The objective for Phase 1 is to slide the helicopter around on the ground to start building the hovering reflexes. We do not want to lift off yet. I recommend doing this for at least a few battery packs.
You will be learning the "tail-in" orientation, which is the tail of the helicopter pointed towards you and the nose away from you.
Be sure to focus on the nose of the helicopter, and not the tail. If you focus on the tail, this is very bad. You may want to stand slightly left or slightly right of the helicopter so you can see the nose.
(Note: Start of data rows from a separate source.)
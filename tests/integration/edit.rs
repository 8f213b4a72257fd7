use predicates::prelude::*;
use std::fs;

use crate::common::TestProject;

#[test]
fn test_edit_existing_prompt() {
    let project = TestProject::new();
    let path = project.add_prompt(project.project_prompts(), "review.md", "Review this");

    project
        .command()
        .args(["edit", "review"])
        .env("EDITOR", "sed -i.bak s/this/that/")
        .assert()
        .success()
        .stdout(predicate::str::contains("Edited prompt: review (project)"));

    assert_eq!(fs::read_to_string(path).unwrap(), "Review that");
}

#[test]
fn test_edit_creates_user_prompt() {
    let project = TestProject::new();
    let source = project.add_prompt(project.root(), "template.txt", "Hello ${NAME:-World}");

    project
        .command()
        .args(["edit", "greet", "--user"])
        .env("EDITOR", format!("cp '{}'", source.display()))
        .assert()
        .success()
        .stdout(predicate::str::contains("Edited prompt: greet (user)"));

    let created = project.user_prompts().join("greet.md");
    assert_eq!(fs::read_to_string(created).unwrap(), "Hello ${NAME:-World}");
}

#[test]
fn test_edit_creates_project_local_prompt_when_location_exists() {
    let project = TestProject::new();
    fs::create_dir_all(project.project_local_prompts()).unwrap();

    project
        .command()
        .args(["edit", "secret", "--project-local"])
        .assert()
        .success()
        .stdout(predicate::str::contains("Edited prompt: secret (project-local)"));

    assert!(project.project_local_prompts().join("secret.md").is_file());
}

#[test]
fn test_edit_unresolvable_location_fails() {
    let project = TestProject::new();

    project
        .command()
        .args(["edit", "notes", "--directory"])
        .assert()
        .failure()
        .stderr(predicate::str::contains("Invalid location: directory"));

    assert!(!project.directory_prompts().exists());
}

#[test]
fn test_edit_missing_prompt_requires_location() {
    let project = TestProject::new();

    project
        .command()
        .args(["edit", "notes"])
        .assert()
        .failure()
        .stderr(predicate::str::contains("Use a location flag"));
}

#[test]
fn test_edit_existing_prompt_rejects_location() {
    let project = TestProject::new();
    project.add_prompt(project.user_prompts(), "notes.md", "x");

    project
        .command()
        .args(["edit", "notes", "--user"])
        .assert()
        .failure()
        .stderr(predicate::str::contains("already exists at user"));
}

#[test]
fn test_edit_location_flags_conflict() {
    let project = TestProject::new();

    project.command().args(["edit", "notes", "--user", "--project"]).assert().failure().code(2);
}

#[test]
fn test_edit_failing_editor() {
    let project = TestProject::new();
    project.add_prompt(project.user_prompts(), "notes.md", "x");

    project
        .command()
        .args(["edit", "notes"])
        .env("EDITOR", "false")
        .assert()
        .failure()
        .stderr(predicate::str::contains("Editor failed"));
}
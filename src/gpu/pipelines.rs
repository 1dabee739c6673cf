//! Render pipeline and bind group layouts for the lit scene

use crate::scene::Vertex;

pub const CANVAS_FORMAT: wgpu::TextureFormat = wgpu::TextureFormat::Rgba8UnormSrgb;
pub const DEPTH_FORMAT: wgpu::TextureFormat = wgpu::TextureFormat::Depth32Float;

/// Per-frame uniforms: camera, model root transform and lights
#[repr(C)]
#[derive(Debug, Clone, Copy, bytemuck::Pod, bytemuck::Zeroable)]
pub struct GlobalsUniform {
    pub view_proj: [[f32; 4]; 4],
    pub model: [[f32; 4]; 4],
    pub normal_matrix: [[f32; 4]; 4],
    pub ambient: [f32; 4],
    pub light_dir: [f32; 4],
    pub light_color: [f32; 4],
}

#[repr(C)]
#[derive(Debug, Clone, Copy, bytemuck::Pod, bytemuck::Zeroable)]
pub struct MaterialUniform {
    pub base_color: [f32; 4],
}

const VERTEX_ATTRIBUTES: [wgpu::VertexAttribute; 3] =
    wgpu::vertex_attr_array![0 => Float32x3, 1 => Float32x3, 2 => Float32x2];

fn vertex_layout() -> wgpu::VertexBufferLayout<'static> {
    wgpu::VertexBufferLayout {
        array_stride: std::mem::size_of::<Vertex>() as wgpu::BufferAddress,
        step_mode: wgpu::VertexStepMode::Vertex,
        attributes: &VERTEX_ATTRIBUTES,
    }
}

/// Pipeline drawing textured, lit triangles into the canvas
pub struct ScenePipeline {
    pub render_pipeline: wgpu::RenderPipeline,
    pub globals_layout: wgpu::BindGroupLayout,
    pub material_layout: wgpu::BindGroupLayout,
    pub sampler: wgpu::Sampler,
    pub sample_count: u32,
}

impl ScenePipeline {
    pub fn new(device: &wgpu::Device, sample_count: u32) -> Self {
        let shader = device.create_shader_module(wgpu::ShaderModuleDescriptor {
            label: Some("Scene Shader"),
            source: wgpu::ShaderSource::Wgsl(include_str!("shaders/scene.wgsl").into()),
        });

        let globals_layout = device.create_bind_group_layout(&wgpu::BindGroupLayoutDescriptor {
            label: Some("Globals Bind Group Layout"),
            entries: &[wgpu::BindGroupLayoutEntry {
                binding: 0,
                visibility: wgpu::ShaderStages::VERTEX_FRAGMENT,
                ty: wgpu::BindingType::Buffer {
                    ty: wgpu::BufferBindingType::Uniform,
                    has_dynamic_offset: false,
                    min_binding_size: None,
                },
                count: None,
            }],
        });

        let material_layout = device.create_bind_group_layout(&wgpu::BindGroupLayoutDescriptor {
            label: Some("Material Bind Group Layout"),
            entries: &[
                // Base colour factor
                wgpu::BindGroupLayoutEntry {
                    binding: 0,
                    visibility: wgpu::ShaderStages::FRAGMENT,
                    ty: wgpu::BindingType::Buffer {
                        ty: wgpu::BufferBindingType::Uniform,
                        has_dynamic_offset: false,
                        min_binding_size: None,
                    },
                    count: None,
                },
                // Base colour texture
                wgpu::BindGroupLayoutEntry {
                    binding: 1,
                    visibility: wgpu::ShaderStages::FRAGMENT,
                    ty: wgpu::BindingType::Texture {
                        sample_type: wgpu::TextureSampleType::Float { filterable: true },
                        view_dimension: wgpu::TextureViewDimension::D2,
                        multisampled: false,
                    },
                    count: None,
                },
                // Sampler
                wgpu::BindGroupLayoutEntry {
                    binding: 2,
                    visibility: wgpu::ShaderStages::FRAGMENT,
                    ty: wgpu::BindingType::Sampler(wgpu::SamplerBindingType::Filtering),
                    count: None,
                },
            ],
        });

        let pipeline_layout = device.create_pipeline_layout(&wgpu::PipelineLayoutDescriptor {
            label: Some("Scene Pipeline Layout"),
            bind_group_layouts: &[&globals_layout, &material_layout],
            push_constant_ranges: &[],
        });

        let render_pipeline = device.create_render_pipeline(&wgpu::RenderPipelineDescriptor {
            label: Some("Scene Render Pipeline"),
            layout: Some(&pipeline_layout),
            vertex: wgpu::VertexState {
                module: &shader,
                entry_point: Some("vs_main"),
                buffers: &[vertex_layout()],
                compilation_options: Default::default(),
            },
            fragment: Some(wgpu::FragmentState {
                module: &shader,
                entry_point: Some("fs_main"),
                targets: &[Some(wgpu::ColorTargetState {
                    format: CANVAS_FORMAT,
                    blend: Some(wgpu::BlendState::ALPHA_BLENDING),
                    write_mask: wgpu::ColorWrites::ALL,
                })],
                compilation_options: Default::default(),
            }),
            primitive: wgpu::PrimitiveState {
                topology: wgpu::PrimitiveTopology::TriangleList,
                strip_index_format: None,
                front_face: wgpu::FrontFace::Ccw,
                // Assets are frequently double-sided; the shader flips back-face normals
                cull_mode: None,
                polygon_mode: wgpu::PolygonMode::Fill,
                unclipped_depth: false,
                conservative: false,
            },
            depth_stencil: Some(wgpu::DepthStencilState {
                format: DEPTH_FORMAT,
                depth_write_enabled: true,
                depth_compare: wgpu::CompareFunction::Less,
                stencil: wgpu::StencilState::default(),
                bias: wgpu::DepthBiasState::default(),
            }),
            multisample: wgpu::MultisampleState {
                count: sample_count,
                mask: !0,
                alpha_to_coverage_enabled: false,
            },
            multiview: None,
            cache: None,
        });

        let sampler = device.create_sampler(&wgpu::SamplerDescriptor {
            label: Some("Material Sampler"),
            address_mode_u: wgpu::AddressMode::Repeat,
            address_mode_v: wgpu::AddressMode::Repeat,
            address_mode_w: wgpu::AddressMode::Repeat,
            mag_filter: wgpu::FilterMode::Linear,
            min_filter: wgpu::FilterMode::Linear,
            mipmap_filter: wgpu::FilterMode::Nearest,
            ..Default::default()
        });

        Self {
            render_pipeline,
            globals_layout,
            material_layout,
            sampler,
            sample_count,
        }
    }
}
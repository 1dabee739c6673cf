//! The viewer: scene, camera controls, renderer and asset load wired
//! together with an explicit mount/unmount lifecycle

use std::path::PathBuf;

use glam::Vec3;

use crate::color::{BackgroundPreset, ViewerState};
use crate::controls::{OrbitControls, OrbitInput};
use crate::error::RenderError;
use crate::layout::{PageLayout, SurfaceMetrics};
use crate::loader::{AssetLoader, LoadEvent};
use crate::render::{INITIAL_PIXEL_RATIO_CAP, RESIZE_PIXEL_RATIO_CAP, Rasterizer};
use crate::scene::{DEFAULT_FAR, DEFAULT_FOV_DEGREES, DEFAULT_NEAR, PerspectiveCamera, Scene};

use super::frame_loop::{FrameLoop, FrameScheduler};

pub const CAMERA_POSITION: Vec3 = Vec3::new(0.0, 1.5, 4.0);
pub const ORBIT_TARGET: Vec3 = Vec3::new(1.0, 1.0, 1.0);

/// Yaw added to the model every frame, in radians. Frame-rate dependent:
/// the model spins faster on faster displays.
pub const MODEL_YAW_STEP: f32 = 0.005;

/// Configuration for the viewer window
#[derive(Clone, Debug)]
pub struct ViewerConfig {
    /// Window title
    pub title: String,
    /// Initial window size in logical pixels
    pub window_size: (f64, f64),
    /// Directory served as the asset root
    pub asset_root: PathBuf,
    /// Model file inside `asset_root`
    pub asset_name: String,
    pub layout: PageLayout,
    /// Multisample count for the canvas
    pub msaa_samples: u32,
}

impl Default for ViewerConfig {
    fn default() -> Self {
        Self {
            title: "My Bakery 3D Viewer".to_string(),
            window_size: (1700.0, 900.0),
            asset_root: PathBuf::from("public"),
            asset_name: "free_porsche_911_carrera_4s.glb".to_string(),
            layout: PageLayout::default(),
            msaa_samples: 4,
        }
    }
}

impl ViewerConfig {
    pub fn asset_path(&self) -> PathBuf {
        self.asset_root.join(&self.asset_name)
    }
}

/// One mounted viewer instance.
///
/// Owns everything it draws. `unmount` (or dropping the viewer) removes the
/// resize listener, cancels the frame loop and disposes the renderer and
/// controls exactly once.
pub struct Viewer<R: Rasterizer> {
    state: ViewerState,
    scene: Scene,
    controls: OrbitControls,
    rasterizer: Option<R>,
    loader: Option<AssetLoader>,
    frame_loop: FrameLoop,
    resize_listening: bool,
    metrics: SurfaceMetrics,
}

impl<R: Rasterizer> Viewer<R> {
    /// Build the scene for a canvas measured at `metrics` and start the
    /// asset load and frame loop
    pub fn mount(config: &ViewerConfig, metrics: SurfaceMetrics, mut rasterizer: R) -> Self {
        let state = ViewerState::default();

        let mut camera = PerspectiveCamera::new(
            DEFAULT_FOV_DEGREES,
            metrics.aspect(),
            DEFAULT_NEAR,
            DEFAULT_FAR,
        );
        camera.position = CAMERA_POSITION;
        let mut scene = Scene::new(camera);

        rasterizer.set_size(metrics.width, metrics.height);
        rasterizer.set_pixel_ratio(metrics.device_pixel_ratio.min(INITIAL_PIXEL_RATIO_CAP));
        rasterizer.set_clear_color(state.background.clear_color());

        let mut controls = OrbitControls::new(ORBIT_TARGET).with_damping(true);
        controls.update(&mut scene.camera);

        let loader = AssetLoader::spawn(config.asset_path());

        let mut frame_loop = FrameLoop::new();
        frame_loop.start();

        let mut viewer = Self {
            state,
            scene,
            controls,
            rasterizer: Some(rasterizer),
            loader: Some(loader),
            frame_loop,
            resize_listening: true,
            metrics,
        };
        // Setup-time layout pass; keeps the construction-time pixel density.
        viewer.apply_layout(metrics);

        log::info!(
            "Viewer mounted: canvas {}x{} @ {:.2}x",
            metrics.width,
            metrics.height,
            metrics.device_pixel_ratio
        );
        viewer
    }

    /// Viewport resize. Returns false once the listener has been removed.
    pub fn handle_resize(&mut self, metrics: SurfaceMetrics) -> bool {
        if !self.resize_listening {
            return false;
        }
        self.apply_layout(metrics);
        if let Some(rasterizer) = self.rasterizer.as_mut() {
            rasterizer.set_pixel_ratio(metrics.device_pixel_ratio.min(RESIZE_PIXEL_RATIO_CAP));
        }
        log::debug!("Resized canvas to {}x{}", metrics.width, metrics.height);
        true
    }

    fn apply_layout(&mut self, metrics: SurfaceMetrics) {
        self.metrics = metrics;
        self.scene.camera.aspect = metrics.aspect();
        self.scene.camera.update_projection_matrix();
        if let Some(rasterizer) = self.rasterizer.as_mut() {
            rasterizer.set_size(metrics.width, metrics.height);
        }
    }

    /// Switch the page and canvas background together
    pub fn select_background(&mut self, preset: BackgroundPreset) {
        self.state.background = preset;
        if let Some(rasterizer) = self.rasterizer.as_mut() {
            rasterizer.set_clear_color(preset.clear_color());
        }
        log::debug!("Background set to {}", preset.label());
    }

    /// Feed one UI frame's pointer input to the orbit controls
    pub fn apply_orbit_input(&mut self, input: &OrbitInput) {
        if input.is_idle() {
            return;
        }
        input.apply(&mut self.controls, &self.scene.camera, self.metrics.height);
    }

    /// Drain loader events delivered since the last call
    pub fn poll_assets(&mut self) {
        let events = match &self.loader {
            Some(loader) => loader.poll(),
            None => return,
        };
        for event in events {
            if event.is_terminal() {
                self.loader = None;
            }
            self.handle_load_event(event);
        }
    }

    pub(crate) fn handle_load_event(&mut self, event: LoadEvent) {
        match event {
            LoadEvent::Progress(fraction) => {
                log::info!("{:.2}% loaded", fraction * 100.0);
            }
            LoadEvent::Success(mut model) => {
                model.transform.scale = Vec3::ONE;
                model.transform.translation = Vec3::ZERO;
                let triangles = model.triangle_count();
                match self.scene.attach_model(model) {
                    Ok(()) => log::info!("3D model loaded successfully! ({} triangles)", triangles),
                    Err(e) => log::warn!("Discarding loaded model: {}", e),
                }
            }
            LoadEvent::Failure(e) => {
                log::error!("An error occurred loading the model: {}", e);
            }
        }
    }

    /// One frame: spin the model, advance damping, draw.
    ///
    /// Returns `Ok(false)` without touching anything once the frame loop
    /// has been cancelled.
    pub fn tick(&mut self) -> Result<bool, RenderError> {
        if !self.frame_loop.begin_frame() {
            return Ok(false);
        }
        if let Some(model) = self.scene.model_mut() {
            model.transform.rotation.y += MODEL_YAW_STEP;
        }
        self.controls.update(&mut self.scene.camera);

        let rasterizer = self.rasterizer.as_mut().ok_or(RenderError::Disposed)?;
        rasterizer.render(&self.scene)?;
        Ok(true)
    }

    /// Re-arm the frame loop for the next display refresh
    pub fn schedule_frame(&self, scheduler: &dyn FrameScheduler) -> bool {
        self.frame_loop.schedule(scheduler)
    }

    /// Tear down: stop listening, stop the loop, release GPU resources.
    /// Safe to call more than once.
    pub fn unmount(&mut self) {
        if !self.resize_listening && self.rasterizer.is_none() {
            return;
        }
        self.resize_listening = false;
        self.frame_loop.cancel();
        if let Some(mut rasterizer) = self.rasterizer.take() {
            rasterizer.dispose();
        }
        self.controls.dispose();
        self.loader = None;
        log::info!("Viewer unmounted after {} frames", self.frame_loop.frames());
    }

    pub fn is_mounted(&self) -> bool {
        self.rasterizer.is_some()
    }

    pub fn state(&self) -> &ViewerState {
        &self.state
    }

    pub fn scene(&self) -> &Scene {
        &self.scene
    }

    pub fn controls(&self) -> &OrbitControls {
        &self.controls
    }

    pub fn metrics(&self) -> SurfaceMetrics {
        self.metrics
    }

    pub fn frame_loop(&self) -> &FrameLoop {
        &self.frame_loop
    }

    pub fn rasterizer(&self) -> Option<&R> {
        self.rasterizer.as_ref()
    }

    pub fn is_loading(&self) -> bool {
        self.loader.is_some()
    }
}

impl<R: Rasterizer> Drop for Viewer<R> {
    fn drop(&mut self) {
        self.unmount();
    }
}
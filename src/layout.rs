//! Page layout: decides how large the drawing canvas is.
//!
//! The viewer never sizes its canvas itself; it measures whatever this
//! layout produced, the same way a page component reads the client size
//! its stylesheet gave it.

/// Rendered size of the canvas in logical pixels, plus the display's
/// physical-to-logical pixel ratio
#[derive(Debug, Clone, Copy, PartialEq)]
pub struct SurfaceMetrics {
    pub width: f32,
    pub height: f32,
    pub device_pixel_ratio: f64,
}

impl SurfaceMetrics {
    pub fn new(width: f32, height: f32, device_pixel_ratio: f64) -> Self {
        Self {
            width,
            height,
            device_pixel_ratio,
        }
    }

    /// Width over height. Zero-area layouts produce a non-finite value.
    pub fn aspect(&self) -> f32 {
        self.width / self.height
    }
}

/// Fixed page geometry around the canvas
#[derive(Debug, Clone, Copy, PartialEq)]
pub struct PageLayout {
    /// Largest canvas the page will give out
    pub canvas_max: (f32, f32),
    /// Horizontal space kept clear on each side of the canvas
    pub margin: f32,
    /// Vertical space taken by the heading and the control strip
    pub chrome_height: f32,
}

impl Default for PageLayout {
    fn default() -> Self {
        Self {
            canvas_max: (1600.0, 600.0),
            margin: 24.0,
            chrome_height: 220.0,
        }
    }
}

impl PageLayout {
    /// Canvas size for a window of the given logical size
    pub fn canvas_size(&self, window_width: f32, window_height: f32) -> (f32, f32) {
        let width = (window_width - 2.0 * self.margin).min(self.canvas_max.0).max(0.0);
        let height = (window_height - self.chrome_height).min(self.canvas_max.1).max(0.0);
        (width.floor(), height.floor())
    }

    /// Measure the canvas for a window of `physical` size at `scale_factor`
    pub fn measure(&self, physical: (u32, u32), scale_factor: f64) -> SurfaceMetrics {
        let logical_w = (physical.0 as f64 / scale_factor) as f32;
        let logical_h = (physical.1 as f64 / scale_factor) as f32;
        let (width, height) = self.canvas_size(logical_w, logical_h);
        SurfaceMetrics::new(width, height, scale_factor)
    }
}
For a non-micro helicopter, find an empty flat space that is fairly level and is fairly clean (no rocks or debris for the training gear to hit). You will need at least a 20 ft by 20 ft area for this, although bigger is better.
An empty parking lot works well for this. Make sure there are no cars nearby to ensure you won't hit them.
For a microheli, you probably want to find a hard level indoor surface, possibly an empty garage or the kitchen. A 10 ft by 10 ft surface is probably necessary.
Make sure wind conditions are ideal.
If you are using a heading hold gyro, then you want as little wind as possible. The best times for this are probably the first three hours of daylight or the last hour of daylight before dusk.
If you are using a non-heading hold gyro, then you want a little bit of steady breeze (not gusty) to help hold the helicopter tail steady because the helicopter will tend to turn when moving around. You will also want a little bit of forward trim to compensate.
With either gyro type, make sure you point the heli nose into the wind so the tail fin will help keep the heli straight.
Place the helicopter and training gear on the ground, with the nose of the helicopter pointed away from you.
Preflight check the helicopter. Make sure all ball links are properly on the balls.
Perform the helicopter power-up procedure described in the previous section.
VERY, VERY SLOWLY apply enough power for the helicopter to become light on the skids. *** DO NOT LIFT OFF *** If you accidentally lift off at this point, you will probably panic and crash. So try not to lift off.
You should test the left/right cyclic and the fore/aft cyclic, and ensure the helicopter moves in the correct direction. The helicopter should move equally well in all directions. If the movement is not symmetric, e.g. the helicopter moves quickly left but very slowly right, then this is a serious setup problem which should be fixed before proceeding.
When you push the rudder stick left, the heli should rotate counterclockwise. When you push the rudder stick right, it should rotate clockwise. If these directions are reversed, then you should fix the problem before continuing.
The rudder stick should control the NOSE of the helicopter and not the tail.
Some heading hold gyros will have a tendency to "drift" away from the direction they're supposed to hold. This has been reported with the CSM LW200 gyro. If this occurs, then use the trim on the rudder to remove any drift.
The heli will start to wander around on its own. Use the cyclic control to keep the helicopter within a 10 foot circle.
The helicopter may have a constant tendency to move in one direction, and you may need to apply some trim to counteract this.
Note that it will be impossible to perfectly trim the helicopter at this stage since you are hovering in ground effect.
Always keep the tail of the helicopter pointed towards you. If you are using a heading hold gyro, this should occur automatically. If you are using a yaw rate gyro, you will need to use the rudder to maintain the tail position because the tail will tend to weathervane with the heli movement.
Always fly the nose of the helicopter. This is very important. Do not fly the tail. Always fly the nose of the helicopter. When you give left rudder, the nose should turn left, so always look at the nose.
Try to avoid overcorrecting. Be sure to reread the "Hovering Technique" section if you have problems with overcorrection.
If the helicopter starts to wander too far, reduce the throttle to let the helicopter settle and stop moving. Don't "chop" the throttle - reduce the throttle smoothly. Later on when you are actually hovering, chopping the throttle will cause the helicopter to crash. So, it's good to not acquire this habit in the first place.
Focus your attention on the helicopter. Try to tune out any distractions, and don't hold a conversation while learning to hover. Think only of the helicopter and its tilt and direction of movement.
It may help to watch the disk of the main rotor blades because it will tell you if the helicopter is level.
When your nerves become frazzled, take a break. Don't push yourself too hard, because you may lose concentration and crash the helicopter.
When your batteries become weak, switch packs. Be sure to wait a little while between flights to allow the motor to cool down. For maximum battery life, let the battery cool a little (about 5 mins) before recharging.
For a non-micro helicopter, when you can hold the heli in a 10 foot circle, you are ready for the next phase.
For a microheli, you should be able to hold the heli in a 3 foot circle.